In the space of a heartbeat, he remembered it all, the good times and the bad, the nights when they’d laughed and the mornings they’d cried.

And he couldn’t imagine why he’d ever left all that, or why he’d never come home. At the thought, he felt tears sting his eyes, and within seconds, he couldn’t focus. The glittering church swam before him until it was nothing but a smear of white flowers and flickering candlelight. He knew that he’d remember the smell of this church forever—that from now on, when he smelled evergreens and roses, he would think of his big brother.

I’m home, Franco … He squeezed his eyes shut, unashamed of the tears that coursed down his cheeks. I’m home again, big brother, and I’m not going anywhere this time.

Thoughts crowded his head and he tried to sort them out, tried to come up with the words he should offer to the man he loved so deeply, but in the end he realized it didn’t matter. It wasn’t about words or apologies or memories—it was about the simplicity of love.

Just that. Love. A brother’s love, a father’s love, a family’s love. And love wasn’t like bodies—it didn’t go away, not ever. It stayed there inside of you, tangled in moments and memories.

He opened his eyes slowly, saw Madelaine and Lina through the burning glaze of his tears. I’ll see it through with them, Franco. I swear to God I will.

The music came to a sudden, crashing halt and silence fell again, blanketing the church. Angel looked at the crowd, and realized that they weren’t strangers at all. He saw old Mrs. Costanza from the corner flower shop, and Mr. Tubbs from the garage on Tenth Street, and Mr. Fiorelli, the pharmacist …

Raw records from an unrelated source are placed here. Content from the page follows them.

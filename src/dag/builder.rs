//! Dependency graph construction.
//!
//! The builder enforces size limits, creates one node per task with forward
//! (dependencies) and reverse (dependents) edges, runs cycle detection and,
//! for acyclic input, assigns parallel groups.

use crate::dag::cycle::find_cycle;
use crate::dag::levels::{assign_groups, materialize_groups};
use crate::errors::ScheduleError;
use bvs_common::TaskDescriptor;
use serde::{Deserialize, Serialize};
use std::collections::{BTreeMap, HashMap};
use tracing::debug;

/// Maximum number of tasks in a single graph.
pub const MAX_TASKS: usize = 1000;
/// Maximum number of dependencies a single task may declare.
pub const MAX_DEPENDENCIES_PER_TASK: usize = 50;
/// Maximum number of dependency edges across all tasks.
pub const MAX_TOTAL_DEPENDENCIES: usize = 5000;

/// Size limits enforced before any graph work.
#[derive(Debug, Clone, Copy, PartialEq, Eq, Serialize, Deserialize)]
pub struct GraphLimits {
    #[serde(default = "default_max_tasks")]
    pub max_tasks: usize,
    #[serde(default = "default_max_dependencies_per_task")]
    pub max_dependencies_per_task: usize,
    #[serde(default = "default_max_total_dependencies")]
    pub max_total_dependencies: usize,
}

fn default_max_tasks() -> usize {
    MAX_TASKS
}

fn default_max_dependencies_per_task() -> usize {
    MAX_DEPENDENCIES_PER_TASK
}

fn default_max_total_dependencies() -> usize {
    MAX_TOTAL_DEPENDENCIES
}

impl Default for GraphLimits {
    fn default() -> Self {
        Self {
            max_tasks: MAX_TASKS,
            max_dependencies_per_task: MAX_DEPENDENCIES_PER_TASK,
            max_total_dependencies: MAX_TOTAL_DEPENDENCIES,
        }
    }
}

impl GraphLimits {
    /// Check a task set against the limits.
    pub fn check(&self, tasks: &[TaskDescriptor]) -> Result<(), ScheduleError> {
        if tasks.len() > self.max_tasks {
            return Err(ScheduleError::TooManyTasks {
                count: tasks.len(),
                limit: self.max_tasks,
            });
        }

        let mut total = 0;
        for task in tasks {
            if task.dependencies.len() > self.max_dependencies_per_task {
                return Err(ScheduleError::TooManyDependencies {
                    task: task.id.clone(),
                    count: task.dependencies.len(),
                    limit: self.max_dependencies_per_task,
                });
            }
            total += task.dependencies.len();
        }

        if total > self.max_total_dependencies {
            return Err(ScheduleError::TooManyTotalDependencies {
                count: total,
                limit: self.max_total_dependencies,
            });
        }

        Ok(())
    }
}

/// Per-task working record.
#[derive(Debug, Clone, PartialEq, Eq)]
pub struct DependencyNode {
    pub id: String,
    /// Copy of the descriptor's dependency list
    pub dependencies: Vec<String>,
    /// Tasks that list this one as a dependency
    pub dependents: Vec<String>,
    pub parallel_group: u32,
}

impl DependencyNode {
    fn from_task(task: &TaskDescriptor) -> Self {
        Self {
            id: task.id.clone(),
            dependencies: task.dependencies.clone(),
            dependents: Vec::new(),
            parallel_group: 0,
        }
    }
}

/// A task dependency graph, leveled into parallel groups when acyclic.
#[derive(Debug, Clone, Default)]
pub struct DependencyGraph {
    nodes: HashMap<String, DependencyNode>,
    /// Task ids in input order
    order: Vec<String>,
    groups: BTreeMap<u32, Vec<String>>,
    has_cycles: bool,
    cycle_path: Option<Vec<String>>,
}

impl DependencyGraph {
    pub fn len(&self) -> usize {
        self.nodes.len()
    }

    pub fn is_empty(&self) -> bool {
        self.nodes.is_empty()
    }

    /// Get a node by task id.
    pub fn node(&self, id: &str) -> Option<&DependencyNode> {
        self.nodes.get(id)
    }

    /// Task ids in input order.
    pub fn task_ids(&self) -> &[String] {
        &self.order
    }

    pub fn dependents(&self, id: &str) -> &[String] {
        self.nodes
            .get(id)
            .map(|n| n.dependents.as_slice())
            .unwrap_or(&[])
    }

    pub fn dependencies(&self, id: &str) -> &[String] {
        self.nodes
            .get(id)
            .map(|n| n.dependencies.as_slice())
            .unwrap_or(&[])
    }

    /// Assigned group for a task. `None` for unknown ids or cyclic graphs.
    pub fn group_of(&self, id: &str) -> Option<u32> {
        if self.has_cycles {
            return None;
        }
        self.nodes.get(id).map(|n| n.parallel_group)
    }

    /// Group number to task ids, each list in input order.
    ///
    /// Empty when the graph has cycles.
    pub fn groups(&self) -> &BTreeMap<u32, Vec<String>> {
        &self.groups
    }

    pub fn group_count(&self) -> usize {
        self.groups.len()
    }

    pub fn has_cycles(&self) -> bool {
        self.has_cycles
    }

    /// The first cycle found, with its first id repeated at the end.
    pub fn cycle_path(&self) -> Option<&[String]> {
        self.cycle_path.as_deref()
    }
}

/// Builder for dependency graphs.
#[derive(Debug, Clone, Default)]
pub struct GraphBuilder {
    limits: GraphLimits,
}

impl GraphBuilder {
    /// Create a builder with the default limits.
    pub fn new() -> Self {
        Self::default()
    }

    /// Override the size limits.
    pub fn with_limits(mut self, limits: GraphLimits) -> Self {
        self.limits = limits;
        self
    }

    /// Build the graph for a task set.
    ///
    /// Dependencies on unknown ids are kept on the node but produce no
    /// reverse edge; reporting them is the validator's job.
    pub fn build(&self, tasks: &[TaskDescriptor]) -> Result<DependencyGraph, ScheduleError> {
        self.limits.check(tasks)?;

        let mut nodes: HashMap<String, DependencyNode> = HashMap::with_capacity(tasks.len());
        let mut order = Vec::with_capacity(tasks.len());
        for task in tasks {
            if nodes.contains_key(&task.id) {
                debug!(task = %task.id, "ignoring duplicate task id");
                continue;
            }
            nodes.insert(task.id.clone(), DependencyNode::from_task(task));
            order.push(task.id.clone());
        }

        let edges: Vec<(String, String)> = order
            .iter()
            .filter_map(|id| nodes.get(id))
            .flat_map(|node| {
                node.dependencies
                    .iter()
                    .map(move |dep| (dep.clone(), node.id.clone()))
            })
            .collect();
        for (dependency, dependent) in edges {
            if let Some(node) = nodes.get_mut(&dependency) {
                node.dependents.push(dependent);
            }
        }

        let mut graph = DependencyGraph {
            nodes,
            order,
            ..Default::default()
        };

        if let Some(path) = find_cycle(&graph.nodes, &graph.order) {
            debug!(cycle = %path.join(" -> "), "dependency cycle detected");
            graph.has_cycles = true;
            graph.cycle_path = Some(path);
            return Ok(graph);
        }

        let passes = assign_groups(&mut graph.nodes, &graph.order);
        graph.groups = materialize_groups(&graph.nodes, &graph.order);
        debug!(
            tasks = graph.len(),
            groups = graph.group_count(),
            passes,
            "dependency graph leveled"
        );

        Ok(graph)
    }
}

/// Build a graph with the default limits.
pub fn build_graph(tasks: &[TaskDescriptor]) -> Result<DependencyGraph, ScheduleError> {
    GraphBuilder::new().build(tasks)
}

#[cfg(test)]
mod tests {
    use super::*;

    fn task(id: &str, deps: Vec<&str>) -> TaskDescriptor {
        TaskDescriptor::new(
            id,
            &format!("Task {}", id),
            deps.into_iter().map(String::from).collect(),
        )
    }

    #[test]
    fn test_build_populates_dependents() {
        let tasks = vec![
            task("a", vec![]),
            task("b", vec!["a"]),
            task("c", vec!["a"]),
            task("d", vec!["b", "c"]),
        ];

        let graph = build_graph(&tasks).unwrap();

        assert_eq!(graph.len(), 4);
        assert_eq!(graph.dependents("a"), &["b".to_string(), "c".to_string()]);
        assert_eq!(graph.dependents("b"), &["d".to_string()]);
        assert!(graph.dependents("d").is_empty());
        assert_eq!(graph.dependencies("d"), &["b".to_string(), "c".to_string()]);
    }

    #[test]
    fn test_node_keys_match_input_ids() {
        let tasks = vec![task("x", vec![]), task("y", vec!["x"])];
        let graph = build_graph(&tasks).unwrap();
        assert_eq!(graph.task_ids(), &["x".to_string(), "y".to_string()]);
        assert!(graph.node("x").is_some());
        assert!(graph.node("z").is_none());
    }

    #[test]
    fn test_unknown_dependency_is_skipped_for_reverse_edges() {
        let tasks = vec![task("a", vec!["ghost"])];
        let graph = build_graph(&tasks).unwrap();

        assert!(!graph.has_cycles());
        assert_eq!(graph.dependencies("a"), &["ghost".to_string()]);
        assert_eq!(graph.group_of("a"), Some(0));
    }

    #[test]
    fn test_duplicate_ids_keep_first() {
        let tasks = vec![task("a", vec![]), task("b", vec!["a"]), task("a", vec!["b"])];
        let graph = build_graph(&tasks).unwrap();

        assert_eq!(graph.len(), 2);
        assert!(!graph.has_cycles());
        assert!(graph.dependencies("a").is_empty());
    }

    #[test]
    fn test_too_many_tasks() {
        let tasks: Vec<_> = (0..=MAX_TASKS)
            .map(|i| task(&format!("t{}", i), vec![]))
            .collect();
        let err = build_graph(&tasks).unwrap_err();
        assert_eq!(
            err,
            ScheduleError::TooManyTasks {
                count: MAX_TASKS + 1,
                limit: MAX_TASKS
            }
        );
    }

    #[test]
    fn test_max_tasks_is_accepted() {
        let tasks: Vec<_> = (0..MAX_TASKS)
            .map(|i| task(&format!("t{}", i), vec![]))
            .collect();
        assert!(build_graph(&tasks).is_ok());
    }

    #[test]
    fn test_too_many_dependencies_per_task() {
        let deps: Vec<String> = (0..=MAX_DEPENDENCIES_PER_TASK)
            .map(|i| format!("d{}", i))
            .collect();
        let tasks = vec![TaskDescriptor::new("big", "Big", deps)];

        let err = build_graph(&tasks).unwrap_err();
        assert!(matches!(
            err,
            ScheduleError::TooManyDependencies { ref task, count, .. }
                if task == "big" && count == MAX_DEPENDENCIES_PER_TASK + 1
        ));
    }

    #[test]
    fn test_too_many_total_dependencies() {
        let limits = GraphLimits {
            max_tasks: 10,
            max_dependencies_per_task: 5,
            max_total_dependencies: 3,
        };
        let tasks = vec![
            task("a", vec![]),
            task("b", vec!["a"]),
            task("c", vec!["a", "b"]),
            task("d", vec!["c"]),
        ];

        let err = GraphBuilder::new().with_limits(limits).build(&tasks).unwrap_err();
        assert_eq!(
            err,
            ScheduleError::TooManyTotalDependencies { count: 4, limit: 3 }
        );
    }

    #[test]
    fn test_cyclic_graph_has_no_groups() {
        let tasks = vec![task("a", vec!["b"]), task("b", vec!["a"])];
        let graph = build_graph(&tasks).unwrap();

        assert!(graph.has_cycles());
        assert!(graph.groups().is_empty());
        assert_eq!(graph.group_of("a"), None);
        assert!(graph.cycle_path().is_some());
    }

    #[test]
    fn test_empty_graph() {
        let graph = build_graph(&[]).unwrap();
        assert!(graph.is_empty());
        assert!(!graph.has_cycles());
        assert_eq!(graph.group_count(), 0);
    }
}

He focused on Madelaine and Lina, gave them a trembling, heartfelt smile. “I can’t thank you all enough. When I look around, I see my brother, see glimpses of the man he became. I can see the way he touched all your lives, and I know how much you all must have mattered to him. And most of all, I thank you for loving him, for caring for him, for letting him love you. The world will be a little dimmer place without him, but I know now that he’ll never really be gone … because he’s inside all of us.”